Le Retour des hirondelles de Li Ruijun

Laissés pour compte

Leurs familles les marient comme pour s’en débarrasser. Et Ma et Cao, contre toute attente, forment un vrai couple. Dur au travail et aux petits soins l’un pour l’autre. Voilà un grand film simple et bouleversant.

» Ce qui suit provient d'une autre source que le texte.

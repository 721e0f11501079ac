//! Push gateway client.

use std::time::Duration;

use async_trait::async_trait;
use serde::Deserialize;
use thiserror::Error;
use twinkle_shared::constants::{PUSH_ERROR_INVALID_TOKEN, PUSH_ERROR_UNREGISTERED};
use twinkle_shared::notify::PushMessage;

#[derive(Debug, Error)]
pub enum PushError {
    /// The gateway no longer accepts this device token.
    #[error("Push token rejected ({0})")]
    StaleToken(String),

    #[error("Push gateway error: {0}")]
    Gateway(String),

    #[error("HTTP error: {0}")]
    Http(#[from] reqwest::Error),
}

impl PushError {
    /// Classify a gateway error code.
    pub fn from_code(code: &str, message: &str) -> Self {
        if code == PUSH_ERROR_INVALID_TOKEN || code == PUSH_ERROR_UNREGISTERED {
            PushError::StaleToken(code.to_string())
        } else {
            PushError::Gateway(format!("{code}: {message}"))
        }
    }
}

#[async_trait]
pub trait PushGateway: Send + Sync {
    async fn send(&self, push: &PushMessage) -> Result<(), PushError>;
}

/// Posts [`PushMessage`]s as JSON to an HTTP push gateway.
pub struct HttpPushGateway {
    client: reqwest::Client,
    url: String,
    key: Option<String>,
}

#[derive(Debug, Deserialize)]
struct GatewayErrorBody {
    error: GatewayErrorDetail,
}

#[derive(Debug, Deserialize)]
struct GatewayErrorDetail {
    code: String,
    #[serde(default)]
    message: String,
}

impl HttpPushGateway {
    pub fn new(url: &str, key: Option<String>) -> Result<Self, PushError> {
        let client = reqwest::Client::builder()
            .timeout(Duration::from_secs(10))
            .build()?;
        Ok(Self {
            client,
            url: url.to_string(),
            key,
        })
    }
}

#[async_trait]
impl PushGateway for HttpPushGateway {
    async fn send(&self, push: &PushMessage) -> Result<(), PushError> {
        let mut request = self.client.post(&self.url).json(push);
        if let Some(ref key) = self.key {
            request = request.bearer_auth(key);
        }

        let resp = request.send().await?;
        let status = resp.status();
        if status.is_success() {
            return Ok(());
        }

        let body = resp.text().await.unwrap_or_default();
        Err(parse_error_body(status.as_u16(), &body))
    }
}

fn parse_error_body(status: u16, body: &str) -> PushError {
    match serde_json::from_str::<GatewayErrorBody>(body) {
        Ok(parsed) => PushError::from_code(&parsed.error.code, &parsed.error.message),
        Err(_) => PushError::Gateway(format!("status {status}")),
    }
}

/// Stand-in used when no gateway is configured: pushes are logged and
/// reported as delivered.
pub struct LoggingGateway;

#[async_trait]
impl PushGateway for LoggingGateway {
    async fn send(&self, push: &PushMessage) -> Result<(), PushError> {
        tracing::info!(
            title = %push.title,
            conversation = push.data.get("conversationId").map(String::as_str).unwrap_or(""),
            "push gateway not configured, dropping push"
        );
        Ok(())
    }
}

#[cfg(test)]
pub(crate) mod mock {
    use std::sync::Mutex;

    use super::*;

    /// Records pushes and answers with a scripted error code, if any.
    #[derive(Default)]
    pub(crate) struct MockGateway {
        pub sent: Mutex<Vec<PushMessage>>,
        pub fail_with: Option<&'static str>,
    }

    impl MockGateway {
        pub(crate) fn failing(code: &'static str) -> Self {
            Self {
                sent: Mutex::new(Vec::new()),
                fail_with: Some(code),
            }
        }

        pub(crate) fn sent(&self) -> Vec<PushMessage> {
            self.sent.lock().unwrap().clone()
        }
    }

    #[async_trait]
    impl PushGateway for MockGateway {
        async fn send(&self, push: &PushMessage) -> Result<(), PushError> {
            self.sent.lock().unwrap().push(push.clone());
            match self.fail_with {
                Some(code) => Err(PushError::from_code(code, "scripted failure")),
                None => Ok(()),
            }
        }
    }
}
//! Retention and counter repair, run by the notification service.

use chrono::{DateTime, Utc};
use rusqlite::params;
use twinkle_shared::{ConversationId, UserId};

use crate::changes::ChangeEvent;
use crate::conversations::recompute_in;
use crate::database::Database;
use crate::error::Result;
use crate::models::{truncate_millis, PurgeReport};
use crate::rows;

impl Database {
    /// Delete every message older than `cutoff` and re-derive the unread
    /// counters of both participants in each affected conversation.
    ///
    /// Conversation rows themselves are kept, including their last-message
    /// preview.
    pub fn purge_messages_before(&self, cutoff: DateTime<Utc>) -> Result<PurgeReport> {
        let cutoff = truncate_millis(cutoff);
        let tx = self.conn().unchecked_transaction()?;

        let affected: Vec<ConversationId> = {
            let mut stmt = tx.prepare(
                "SELECT DISTINCT conversation_id FROM messages WHERE timestamp_ms < ?1",
            )?;
            let rows = stmt.query_map(params![cutoff.timestamp_millis()], |row| {
                rows::conversation_id(row, 0)
            })?;
            rows::collect_lenient(rows, "conversation id")?
        };

        // Only conversations whose counters can be recomputed lose messages;
        // rows under an unreadable id stay until someone repairs them.
        let mut deleted = 0;
        let mut recomputed = 0;
        for id in &affected {
            deleted += tx.execute(
                "DELETE FROM messages WHERE conversation_id = ?1 AND timestamp_ms < ?2",
                params![id.as_str(), cutoff.timestamp_millis()],
            )?;

            let (a, b) = id.participants();
            for user in [&a, &b] {
                recompute_in(&tx, id, user)?;
                recomputed += 1;
            }
        }
        tx.commit()?;

        for id in affected {
            self.publish(ChangeEvent::Messages(id.clone()));
            self.publish(ChangeEvent::Conversation(id));
        }

        tracing::info!(%cutoff, deleted, recomputed, "purged expired messages");
        Ok(PurgeReport {
            cutoff,
            deleted_messages: deleted,
            recomputed_counters: recomputed,
        })
    }

    /// Re-derive every stored counter from the message log. Returns the
    /// number of counters written.
    pub fn recompute_all_unread(&self) -> Result<usize> {
        let tx = self.conn().unchecked_transaction()?;

        let pairs: Vec<(ConversationId, UserId)> = {
            let mut stmt = tx.prepare(
                "SELECT conversation_id, user_id FROM unread_counters
                 UNION
                 SELECT DISTINCT conversation_id, receiver_id FROM messages WHERE is_read = 0",
            )?;
            let rows = stmt.query_map([], |row| {
                Ok((rows::conversation_id(row, 0)?, rows::user_id(row, 1)?))
            })?;
            rows::collect_lenient(rows, "unread counter")?
        };

        for (id, user) in &pairs {
            recompute_in(&tx, id, user)?;
        }
        tx.commit()?;

        let mut seen = std::collections::BTreeSet::new();
        for (id, _) in &pairs {
            if seen.insert(id.clone()) {
                self.publish(ChangeEvent::Conversation(id.clone()));
            }
        }
        Ok(pairs.len())
    }
}
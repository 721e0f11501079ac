//! Delivery Tracker: read state and unread counters.
//!
//! Messages go Unread -> Read through [`DeliveryTracker::mark_read`] only;
//! there is no way back.

use twinkle_shared::notify::ReadNotice;
use twinkle_shared::ConversationId;

use crate::dispatch;
use crate::error::SyncError;
use crate::session::{lock_db, Session};

pub struct DeliveryTracker<'s> {
    session: &'s Session,
}

impl<'s> DeliveryTracker<'s> {
    pub(crate) fn new(session: &'s Session) -> Self {
        Self { session }
    }

    /// Flag every message addressed to the session user as read, then
    /// zero their counter. Returns how many messages changed state.
    ///
    /// The flag batch is all-or-nothing and always completes before the
    /// counter is touched, so nobody observes zero unread alongside
    /// unread messages.
    pub async fn mark_read(&self, conversation: &ConversationId) -> Result<usize, SyncError> {
        let reader = self.session.user_id();

        let flipped = {
            let db = lock_db(&self.session.db);
            let flipped = db
                .mark_read_batch(conversation, reader)
                .map_err(SyncError::Batch)?;
            db.reset_unread(conversation, reader)
                .map_err(|source| SyncError::CounterReset { flipped, source })?;
            flipped
        };

        if flipped > 0 {
            tracing::debug!(conversation = %conversation, flipped, "marked messages read");
            dispatch::spawn_messages_read(
                self.session.dispatcher.clone(),
                ReadNotice {
                    conversation_id: conversation.clone(),
                    user_id: reader.clone(),
                },
            );
        }
        Ok(flipped)
    }

    /// Re-derive the session user's counter from the message log.
    pub async fn recompute(&self, conversation: &ConversationId) -> Result<u32, SyncError> {
        lock_db(&self.session.db)
            .recompute_unread(conversation, self.session.user_id())
            .map_err(SyncError::Recompute)
    }

    /// The stored counter, as shown in the conversation list.
    pub fn unread_count(&self, conversation: &ConversationId) -> Result<u32, SyncError> {
        lock_db(&self.session.db)
            .unread_counter(conversation, self.session.user_id())
            .map_err(SyncError::Counter)
    }
}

Un repas de famille. Un homme et une femme sont mariés de force. Il est le dernier de la fratrie de paysans et il reste donc peu d’argent pour la dot, à peine un lopin pour son installation ; elle est handicapée et incontinente et personne n’en veut. Dans la tradition chinoise, c’est inespéré de pouvoir unir ces deux-là, comme on attache ensemble une paire d’ânes mal assortis, dont personne n’ose espérer qu’ils sauront tirer une charrette. Une bonne affaire, en quelque sorte. Tout le monde se frotte les mains et bon débarras. Ma est silencieux, résigné ; il la couvre quand elle a froid, cache les taches qui auréolent son pantalon, lui rend sa dignité avec des riens. Alors elle fait tout pour l’aider, de sa seule main valide, de sa démarche parfois hésitante.

Le Retour des hirondelles de Li Ruijun. Copyright Qizi Films Limited.

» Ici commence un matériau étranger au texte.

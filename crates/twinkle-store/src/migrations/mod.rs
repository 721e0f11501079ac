//! Database migration runner.
//!
//! Migrations are executed in order on every [`Database::open_at`] /
//! [`Database::open_in_memory`] call. Each migration is guarded by the
//! `user_version` pragma so it runs exactly once.
//!
//! [`Database::open_at`]: crate::Database::open_at
//! [`Database::open_in_memory`]: crate::Database::open_in_memory

pub mod v001_initial;

use rusqlite::Connection;

use crate::error::{Result, StoreError};

/// Current schema version.
const CURRENT_VERSION: u32 = 1;

/// Run all pending migrations against the open connection.
pub fn run_migrations(conn: &Connection) -> Result<()> {
    let current: u32 = conn.pragma_query_value(None, "user_version", |row| row.get(0))?;

    tracing::debug!(
        current_version = current,
        target_version = CURRENT_VERSION,
        "checking database migrations"
    );

    if current > CURRENT_VERSION {
        return Err(StoreError::Migration(format!(
            "database schema v{current} is newer than supported v{CURRENT_VERSION}"
        )));
    }

    if current < 1 {
        tracing::info!("applying migration v001_initial");
        v001_initial::up(conn).map_err(|e| StoreError::Migration(e.to_string()))?;
        conn.pragma_update(None, "user_version", 1)?;
    }

    Ok(())
}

Dans le lent et long labeur qui consiste à se construire une maison et une vie à soi, Ma et Cao, patiemment, se complètent et s’épaulent. Peu à peu, ce qui naît entre eux, au-delà de deux solitudes qui se trouvent, c’est un sentiment merveilleux et si simple, tissé de bonté, de tendresse et d’amour. Au début, les cadres dans les cadres disent à quel point tout cela est hiérarchisé et étiqueté. Et puis, des plans somptueux de nature aride, dominés par les verts et les ocres, ouvrent le champ des possibles. 

Ces pauvres gens, pliés, courbés, mais ensemble, sont regardés dans la beauté et la grandeur qui est la leur. Ce que dit ce film, c’est aussi à quel point la politique chinoise prônant la fin de la pauvreté est loin d’être arrivée à son but. Et que les traditions séculaires mettent certains êtres humains plus bas que terre. Sans asséner de grands discours, le film dit toute l’injustice et la rudesse en suivant pas à pas ce couple si lié qu’il en devient bouleversant. La force des faibles est ici exaltée par une succession de tableaux du quotidien. Le rythme des saisons s’enchaîne doucement, et on suit comme dans un thriller ces jours et ces nuits de deux laissés-pour-compte.